Work through the records below and tally every line containing "true". Reply with the total alone.

____ Information shown

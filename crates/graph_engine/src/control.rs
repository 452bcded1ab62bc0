//! Platform controls
//!
//! Controls sit next to the scene graph in the frame loop: keyboards,
//! timers, application hooks. The engine calls them each tick; the graph
//! never does.

use crate::core::EngineConfig;
use crate::render::RenderStats;
use crate::tracker::{FrameTime, InputEvent};

/// A per-frame participant of the engine loop
#[allow(unused_variables)]
pub trait Control {
    /// Name used in log output
    fn name(&self) -> &str;

    /// Before each logic step; may queue input events for the step
    fn logic_update(&mut self, time: FrameTime, input: &mut Vec<InputEvent>) {}

    /// After the renderers completed a cycle
    fn frame_update(&mut self, stats: &RenderStats) {}

    /// The engine configuration was replaced
    fn config_changed(&mut self, config: &EngineConfig) {}
}

/// Control replaying a fixed schedule of input events
///
/// Each entry fires once, on the first logic step at or after its time.
#[derive(Debug, Default)]
pub struct ScriptedInput {
    schedule: Vec<(f64, InputEvent)>,
}

impl ScriptedInput {
    /// Empty schedule
    pub fn new() -> Self {
        Self::default()
    }

    /// Queue `event` at logic time `at`
    pub fn at(mut self, at: f64, event: InputEvent) -> Self {
        self.schedule.push((at, event));
        self.schedule.sort_by(|a, b| a.0.total_cmp(&b.0));
        self
    }

    /// Events not yet fired
    pub fn pending(&self) -> usize {
        self.schedule.len()
    }
}

impl Control for ScriptedInput {
    fn name(&self) -> &str {
        "scripted-input"
    }

    fn logic_update(&mut self, time: FrameTime, input: &mut Vec<InputEvent>) {
        let due = self.schedule.partition_point(|(at, _)| *at <= time.current);
        input.extend(self.schedule.drain(..due).map(|(_, event)| event));
    }
}

#[cfg(test)]
mod tests {
    use super::*;

    #[test]
    fn test_scripted_input_fires_once_in_order() {
        let mut control = ScriptedInput::new()
            .at(0.5, InputEvent::new("b", true))
            .at(0.1, InputEvent::new("a", true));
        let mut queue = Vec::new();

        control.logic_update(FrameTime { current: 0.0, ..FrameTime::default() }, &mut queue);
        assert!(queue.is_empty());

        control.logic_update(FrameTime { current: 1.0, ..FrameTime::default() }, &mut queue);
        let names: Vec<&str> = queue.iter().map(|event| event.name.as_str()).collect();
        assert_eq!(names, ["a", "b"]);
        assert_eq!(control.pending(), 0);
    }
}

________

> _Answer section_
2